What to work on ▸ Filter this material down to the lines that hold "uncompressed", copying each one.

-- -- --

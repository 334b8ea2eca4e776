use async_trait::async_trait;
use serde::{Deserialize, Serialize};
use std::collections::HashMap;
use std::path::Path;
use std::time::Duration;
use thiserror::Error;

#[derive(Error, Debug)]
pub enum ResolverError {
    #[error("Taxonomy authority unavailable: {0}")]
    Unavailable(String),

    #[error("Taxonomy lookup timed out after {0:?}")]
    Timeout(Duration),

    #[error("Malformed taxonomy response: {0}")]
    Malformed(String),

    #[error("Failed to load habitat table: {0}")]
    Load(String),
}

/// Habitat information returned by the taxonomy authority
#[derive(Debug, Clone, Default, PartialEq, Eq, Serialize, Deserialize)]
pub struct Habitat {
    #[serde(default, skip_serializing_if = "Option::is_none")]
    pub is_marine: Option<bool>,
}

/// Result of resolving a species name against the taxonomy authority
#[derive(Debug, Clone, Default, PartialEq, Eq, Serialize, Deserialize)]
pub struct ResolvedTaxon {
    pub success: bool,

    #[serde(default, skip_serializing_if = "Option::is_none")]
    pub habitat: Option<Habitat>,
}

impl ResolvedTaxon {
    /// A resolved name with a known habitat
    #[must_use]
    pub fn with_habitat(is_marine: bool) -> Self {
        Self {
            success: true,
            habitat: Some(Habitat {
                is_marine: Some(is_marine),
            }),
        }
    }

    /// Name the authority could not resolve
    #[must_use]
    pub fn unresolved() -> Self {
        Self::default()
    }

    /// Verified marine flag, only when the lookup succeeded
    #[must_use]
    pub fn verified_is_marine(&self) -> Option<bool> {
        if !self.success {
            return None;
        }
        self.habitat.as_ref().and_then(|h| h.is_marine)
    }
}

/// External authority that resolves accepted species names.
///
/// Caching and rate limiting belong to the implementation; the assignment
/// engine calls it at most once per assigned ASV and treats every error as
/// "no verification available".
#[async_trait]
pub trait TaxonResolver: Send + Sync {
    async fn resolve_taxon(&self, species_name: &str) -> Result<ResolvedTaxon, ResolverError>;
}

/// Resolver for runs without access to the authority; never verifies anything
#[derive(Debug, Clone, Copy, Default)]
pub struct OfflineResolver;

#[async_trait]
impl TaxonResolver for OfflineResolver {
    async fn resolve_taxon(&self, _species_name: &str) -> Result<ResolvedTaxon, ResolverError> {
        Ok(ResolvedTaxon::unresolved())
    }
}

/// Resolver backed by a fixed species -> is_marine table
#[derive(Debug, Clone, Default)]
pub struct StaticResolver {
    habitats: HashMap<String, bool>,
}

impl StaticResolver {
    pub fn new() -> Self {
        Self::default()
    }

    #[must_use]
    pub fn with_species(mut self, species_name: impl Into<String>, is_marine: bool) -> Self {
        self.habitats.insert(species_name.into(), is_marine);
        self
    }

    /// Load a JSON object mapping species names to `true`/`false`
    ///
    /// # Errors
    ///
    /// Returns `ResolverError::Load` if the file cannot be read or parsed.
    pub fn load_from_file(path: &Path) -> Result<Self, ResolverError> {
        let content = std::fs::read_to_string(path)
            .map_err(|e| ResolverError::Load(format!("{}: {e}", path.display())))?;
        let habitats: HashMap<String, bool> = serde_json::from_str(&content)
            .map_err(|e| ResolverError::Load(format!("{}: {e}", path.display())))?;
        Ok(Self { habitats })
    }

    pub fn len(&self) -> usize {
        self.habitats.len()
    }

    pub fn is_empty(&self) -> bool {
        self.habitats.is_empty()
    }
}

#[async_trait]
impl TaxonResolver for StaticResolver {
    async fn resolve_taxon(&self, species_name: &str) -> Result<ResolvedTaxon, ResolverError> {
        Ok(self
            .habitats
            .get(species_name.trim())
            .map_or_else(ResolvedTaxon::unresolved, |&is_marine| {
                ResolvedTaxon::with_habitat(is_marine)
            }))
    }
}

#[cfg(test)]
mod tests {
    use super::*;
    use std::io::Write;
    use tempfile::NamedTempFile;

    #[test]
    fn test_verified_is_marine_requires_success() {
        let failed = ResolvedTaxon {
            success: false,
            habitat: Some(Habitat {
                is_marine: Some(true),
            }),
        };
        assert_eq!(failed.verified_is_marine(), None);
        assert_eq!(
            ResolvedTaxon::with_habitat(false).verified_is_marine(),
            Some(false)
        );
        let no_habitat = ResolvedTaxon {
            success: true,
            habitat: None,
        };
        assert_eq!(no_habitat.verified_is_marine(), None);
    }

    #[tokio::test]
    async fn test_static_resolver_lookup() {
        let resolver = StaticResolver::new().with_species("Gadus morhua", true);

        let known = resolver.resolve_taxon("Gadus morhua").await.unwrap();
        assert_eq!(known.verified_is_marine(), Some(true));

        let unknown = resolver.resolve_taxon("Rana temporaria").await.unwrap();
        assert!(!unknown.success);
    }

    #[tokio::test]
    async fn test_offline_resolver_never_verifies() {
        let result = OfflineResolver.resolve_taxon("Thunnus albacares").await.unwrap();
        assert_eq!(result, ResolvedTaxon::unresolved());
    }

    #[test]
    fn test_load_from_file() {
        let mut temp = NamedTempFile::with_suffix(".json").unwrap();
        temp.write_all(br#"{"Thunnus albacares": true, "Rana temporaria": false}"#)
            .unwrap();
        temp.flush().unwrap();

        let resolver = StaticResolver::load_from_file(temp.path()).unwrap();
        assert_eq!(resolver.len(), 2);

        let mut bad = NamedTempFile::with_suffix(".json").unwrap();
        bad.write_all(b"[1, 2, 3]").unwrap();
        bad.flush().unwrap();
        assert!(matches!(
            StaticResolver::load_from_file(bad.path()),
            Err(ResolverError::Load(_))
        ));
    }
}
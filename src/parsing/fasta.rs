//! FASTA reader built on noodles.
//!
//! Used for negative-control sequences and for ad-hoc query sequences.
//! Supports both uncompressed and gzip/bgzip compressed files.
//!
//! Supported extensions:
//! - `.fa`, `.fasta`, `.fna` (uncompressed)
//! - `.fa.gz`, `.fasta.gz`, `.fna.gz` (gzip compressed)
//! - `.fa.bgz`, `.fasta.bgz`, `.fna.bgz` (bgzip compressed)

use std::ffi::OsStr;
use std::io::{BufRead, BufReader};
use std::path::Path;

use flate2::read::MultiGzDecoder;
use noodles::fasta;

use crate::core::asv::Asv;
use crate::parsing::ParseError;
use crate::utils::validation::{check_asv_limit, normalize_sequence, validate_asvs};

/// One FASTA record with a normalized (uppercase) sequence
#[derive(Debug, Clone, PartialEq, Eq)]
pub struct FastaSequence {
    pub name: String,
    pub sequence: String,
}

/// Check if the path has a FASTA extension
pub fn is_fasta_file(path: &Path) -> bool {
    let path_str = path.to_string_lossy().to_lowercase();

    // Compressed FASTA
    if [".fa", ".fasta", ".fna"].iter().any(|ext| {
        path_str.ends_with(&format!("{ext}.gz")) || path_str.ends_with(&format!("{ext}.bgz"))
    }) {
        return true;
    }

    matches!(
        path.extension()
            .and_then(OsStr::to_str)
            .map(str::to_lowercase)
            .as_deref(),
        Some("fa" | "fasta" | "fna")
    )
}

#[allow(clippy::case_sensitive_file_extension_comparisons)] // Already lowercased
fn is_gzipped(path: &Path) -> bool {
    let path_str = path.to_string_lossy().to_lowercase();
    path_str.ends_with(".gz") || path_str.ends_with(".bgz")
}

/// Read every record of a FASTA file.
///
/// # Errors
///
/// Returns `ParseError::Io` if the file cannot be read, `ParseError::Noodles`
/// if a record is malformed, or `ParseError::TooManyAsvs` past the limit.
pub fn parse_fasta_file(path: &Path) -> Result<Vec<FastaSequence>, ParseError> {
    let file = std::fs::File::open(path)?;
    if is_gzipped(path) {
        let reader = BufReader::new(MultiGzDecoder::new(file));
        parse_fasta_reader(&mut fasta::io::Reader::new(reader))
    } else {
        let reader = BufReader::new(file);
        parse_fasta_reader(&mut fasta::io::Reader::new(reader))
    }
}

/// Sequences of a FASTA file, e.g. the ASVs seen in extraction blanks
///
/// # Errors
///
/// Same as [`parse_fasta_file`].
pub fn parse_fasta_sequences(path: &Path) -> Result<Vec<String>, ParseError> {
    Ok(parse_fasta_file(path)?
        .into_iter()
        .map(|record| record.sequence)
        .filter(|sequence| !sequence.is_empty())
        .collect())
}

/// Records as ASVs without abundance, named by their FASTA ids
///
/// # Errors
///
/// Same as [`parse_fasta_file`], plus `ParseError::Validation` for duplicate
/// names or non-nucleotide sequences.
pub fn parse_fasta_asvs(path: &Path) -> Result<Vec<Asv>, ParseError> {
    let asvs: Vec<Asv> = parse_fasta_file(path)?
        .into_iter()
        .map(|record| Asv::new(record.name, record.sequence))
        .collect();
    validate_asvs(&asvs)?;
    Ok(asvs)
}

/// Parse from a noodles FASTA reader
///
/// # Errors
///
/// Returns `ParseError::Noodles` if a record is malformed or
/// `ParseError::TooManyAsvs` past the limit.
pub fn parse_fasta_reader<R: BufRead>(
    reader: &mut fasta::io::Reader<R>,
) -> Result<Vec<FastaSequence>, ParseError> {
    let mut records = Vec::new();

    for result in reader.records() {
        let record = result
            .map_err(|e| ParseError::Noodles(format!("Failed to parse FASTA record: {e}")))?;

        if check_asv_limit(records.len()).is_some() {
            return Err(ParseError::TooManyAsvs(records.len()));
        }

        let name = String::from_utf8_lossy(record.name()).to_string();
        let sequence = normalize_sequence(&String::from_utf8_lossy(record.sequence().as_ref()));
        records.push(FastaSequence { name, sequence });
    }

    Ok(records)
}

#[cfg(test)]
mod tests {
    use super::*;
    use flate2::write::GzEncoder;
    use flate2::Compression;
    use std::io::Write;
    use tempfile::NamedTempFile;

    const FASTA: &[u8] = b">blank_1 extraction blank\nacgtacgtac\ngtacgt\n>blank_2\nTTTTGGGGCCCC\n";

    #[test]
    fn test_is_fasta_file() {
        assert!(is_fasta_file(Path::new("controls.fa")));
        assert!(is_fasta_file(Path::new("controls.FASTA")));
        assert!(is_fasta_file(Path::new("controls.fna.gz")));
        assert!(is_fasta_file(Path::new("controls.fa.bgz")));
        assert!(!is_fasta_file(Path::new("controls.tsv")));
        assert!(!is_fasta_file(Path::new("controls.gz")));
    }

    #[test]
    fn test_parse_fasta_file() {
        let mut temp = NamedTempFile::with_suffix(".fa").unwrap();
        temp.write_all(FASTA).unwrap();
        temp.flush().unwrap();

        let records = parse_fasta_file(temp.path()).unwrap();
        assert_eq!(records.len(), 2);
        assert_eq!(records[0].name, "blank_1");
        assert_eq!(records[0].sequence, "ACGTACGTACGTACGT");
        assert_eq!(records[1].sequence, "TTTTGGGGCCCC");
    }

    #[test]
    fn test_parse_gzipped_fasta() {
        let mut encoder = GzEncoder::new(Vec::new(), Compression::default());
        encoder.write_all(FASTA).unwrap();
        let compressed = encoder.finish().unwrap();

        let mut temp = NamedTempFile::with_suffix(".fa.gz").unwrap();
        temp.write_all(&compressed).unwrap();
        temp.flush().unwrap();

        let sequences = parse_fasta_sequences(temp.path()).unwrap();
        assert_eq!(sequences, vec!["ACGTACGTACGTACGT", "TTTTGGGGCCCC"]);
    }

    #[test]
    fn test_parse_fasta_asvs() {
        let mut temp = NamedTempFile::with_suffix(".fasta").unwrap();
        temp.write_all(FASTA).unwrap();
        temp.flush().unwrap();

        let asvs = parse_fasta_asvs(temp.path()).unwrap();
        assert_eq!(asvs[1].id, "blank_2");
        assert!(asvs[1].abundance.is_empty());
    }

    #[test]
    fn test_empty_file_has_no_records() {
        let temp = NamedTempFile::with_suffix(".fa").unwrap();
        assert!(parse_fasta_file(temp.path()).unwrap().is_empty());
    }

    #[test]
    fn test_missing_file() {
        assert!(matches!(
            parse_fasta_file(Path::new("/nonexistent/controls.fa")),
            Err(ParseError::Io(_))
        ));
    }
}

-- -- --

Exercise response ▸
//! Supports both uncompressed and gzip/bgzip compressed files.
//! - `.fa`, `.fasta`, `.fna` (uncompressed)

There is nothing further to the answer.